In polymer precursor based activated carbon, the structure of starting material is likely to have profound effect on the surface properties of end product. To investigate this aspect phenolic resins of different types were prepared using phenol, mcresol and formaldehyde as reactants and $Et_3N$ and $NH_4OH$ as catalyst. Out of these resins two resol resins PFR1 and CFR1 (prepared in excess of formaldehyde using $Et_3N$ as catalyst in the basic pH range) were used as raw materials for the preparation of activated carbons by both chemical and physical activation methods.

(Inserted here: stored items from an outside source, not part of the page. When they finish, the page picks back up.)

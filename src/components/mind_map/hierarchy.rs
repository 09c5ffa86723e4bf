use std::collections::HashMap;

use super::store::NodeStore;
use super::types::{HierarchicalNode, NodeId};

const INDENT: &str = "    ";

/// Rebuilds the nested outline from the flat node list.
///
/// Nodes are grouped by parent and siblings ordered by their `index`
/// (missing indices sort as 0; ties keep list order).
pub fn build_hierarchy(store: &NodeStore) -> Vec<HierarchicalNode> {
	let mut by_parent: HashMap<Option<NodeId>, Vec<NodeId>> = HashMap::new();
	for (id, node) in store.iter() {
		by_parent.entry(node.parent).or_default().push(id);
	}
	for group in by_parent.values_mut() {
		group.sort_by_key(|&id| store.get(id).and_then(|n| n.index).unwrap_or(0));
	}
	build_level(store, &by_parent, None)
}

fn build_level(
	store: &NodeStore,
	by_parent: &HashMap<Option<NodeId>, Vec<NodeId>>,
	parent: Option<NodeId>,
) -> Vec<HierarchicalNode> {
	let Some(group) = by_parent.get(&parent) else {
		return Vec::new();
	};
	group
		.iter()
		.filter_map(|&id| {
			let node = store.get(id)?;
			Some(HierarchicalNode {
				id: node.id.clone(),
				text: node.text.clone(),
				level: node.level,
				children: build_level(store, by_parent, Some(id)),
			})
		})
		.collect()
}

#[derive(Clone, Debug, PartialEq)]
pub struct OutlineLine {
	pub id: String,
	pub text: String,
}

/// Depth-first lines of the outline, indented four spaces per level.
pub fn outline_lines(forest: &[HierarchicalNode]) -> Vec<OutlineLine> {
	fn walk(node: &HierarchicalNode, out: &mut Vec<OutlineLine>) {
		out.push(OutlineLine {
			id: node.id.clone(),
			text: format!("{}{}", INDENT.repeat(node.level as usize), node.text),
		});
		for child in &node.children {
			walk(child, out);
		}
	}

	let mut out = Vec::new();
	for node in forest {
		walk(node, &mut out);
	}
	out
}

pub fn outline_text(forest: &[HierarchicalNode]) -> String {
	outline_lines(forest)
		.into_iter()
		.map(|line| line.text)
		.collect::<Vec<_>>()
		.join("\n")
}
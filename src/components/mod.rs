pub mod mind_map;
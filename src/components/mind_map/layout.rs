use std::f64::consts::{PI, TAU};
use std::str::FromStr;

use super::types::MindMapError;

pub const ROOT_POSITION: (f64, f64) = (400.0, 300.0);
pub const HORIZONTAL_SPACING: f64 = 200.0;
pub const VERTICAL_SPACING: f64 = 100.0;
pub const FAN_RADIUS: f64 = 180.0;
pub const FAN_STEP: f64 = PI / 6.0;
pub const ROOT_SLOTS: usize = 6;

/// Strategy used to place a newly created node relative to its parent.
#[derive(Clone, Copy, Debug, Default, PartialEq, Eq)]
pub enum Placement {
	/// Fixed offsets: children one column to the right, stacked downwards.
	#[default]
	Stacked,
	/// Angular fan-out around the parent.
	Fan,
}

impl FromStr for Placement {
	type Err = MindMapError;

	fn from_str(s: &str) -> Result<Self, Self::Err> {
		match s.trim().to_ascii_lowercase().as_str() {
			"stacked" | "fixed" => Ok(Placement::Stacked),
			"fan" | "radial" => Ok(Placement::Fan),
			other => Err(MindMapError::UnknownPlacement(other.to_string())),
		}
	}
}

#[derive(Clone, Debug, PartialEq)]
pub struct LayoutConfig {
	pub placement: Placement,
	pub horizontal_spacing: f64,
	pub vertical_spacing: f64,
	pub fan_radius: f64,
	pub fan_step: f64,
	pub root_slots: usize,
}

impl Default for LayoutConfig {
	fn default() -> Self {
		Self {
			placement: Placement::default(),
			horizontal_spacing: HORIZONTAL_SPACING,
			vertical_spacing: VERTICAL_SPACING,
			fan_radius: FAN_RADIUS,
			fan_step: FAN_STEP,
			root_slots: ROOT_SLOTS,
		}
	}
}

impl LayoutConfig {
	/// Position for a new root, given the positions of the existing roots.
	pub fn root_position(&self, roots: &[(f64, f64)]) -> (f64, f64) {
		let Some(&(x, y)) = roots.last() else {
			return ROOT_POSITION;
		};
		match self.placement {
			Placement::Stacked => (x, y + self.vertical_spacing),
			// Leave room for a full ring of children between neighbouring roots.
			Placement::Fan => (x + 3.0 * self.fan_radius, y),
		}
	}

	/// Slots in one ring of an inner node's fan. Offsets stay short of the
	/// half turn so no child lands on the edge back to the grandparent.
	fn fan_slots(&self) -> usize {
		let step = self.fan_step.abs();
		if step.is_nan() || step == 0.0 || step >= PI {
			return 1;
		}
		// Largest k with (k + 0.5) * step < PI - step, so staggered rings fit too.
		let mut k = 0usize;
		while (k as f64 + 1.5) * step < PI - step {
			k += 1;
		}
		2 * k + 1
	}

	/// Position for a new child of `parent`.
	///
	/// `grandparent` is the parent's own parent, if any, and `siblings`
	/// are the positions of the children `parent` already has, in order.
	pub fn child_position(
		&self,
		parent: (f64, f64),
		grandparent: Option<(f64, f64)>,
		siblings: &[(f64, f64)],
	) -> (f64, f64) {
		match self.placement {
			Placement::Stacked => {
				let y = siblings
					.last()
					.map(|&(_, y)| y + self.vertical_spacing)
					.unwrap_or(parent.1);
				(parent.0 + self.horizontal_spacing, y)
			}
			Placement::Fan => {
				let i = siblings.len();
				let (angle, radius) = match grandparent {
					None => {
						let slots = self.root_slots.max(1);
						let (slot, ring) = (i % slots, i / slots);
						let step = TAU / slots as f64;
						(
							slot as f64 * step + ring as f64 * step * 0.5,
							self.fan_radius * (ring + 1) as f64,
						)
					}
					Some((gx, gy)) => {
						let outward = (parent.1 - gy).atan2(parent.0 - gx);
						let slots = self.fan_slots();
						let (j, ring) = (i % slots, i / slots);
						let k = j.div_ceil(2) as f64;
						let sign = if j % 2 == 1 { 1.0 } else { -1.0 };
						let stagger = if ring % 2 == 1 { 0.5 * self.fan_step } else { 0.0 };
						(
							outward + sign * k * self.fan_step + stagger,
							self.fan_radius * (ring + 1) as f64,
						)
					}
				};
				(
					parent.0 + radius * angle.cos(),
					parent.1 + radius * angle.sin(),
				)
			}
		}
	}
}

In chemical activation process both the resins gave activated carbons with high surface areas i.e. 2384 and 2895 $m^2/g$, but pore size distribution in PFR1 resin calculated from Horvath-Kawazoe method, contributes mainly in micropore range i.e. 84.1~88.7 volume percent of pores was covered by micropores. Whereas CFR1 resin when activated with KOH for 2h time, a considerable amount (32.8%) of mesopores was introduced in activated carbon prepared. Physical activation with $CO_2$ leads to the formation of activated carbon with a wide range of surface area (503~1119 $m^2/g$) with both of these resins. The maximum pore volume percentage was obtained in 3-20 ${\AA}$ region by physical activation method.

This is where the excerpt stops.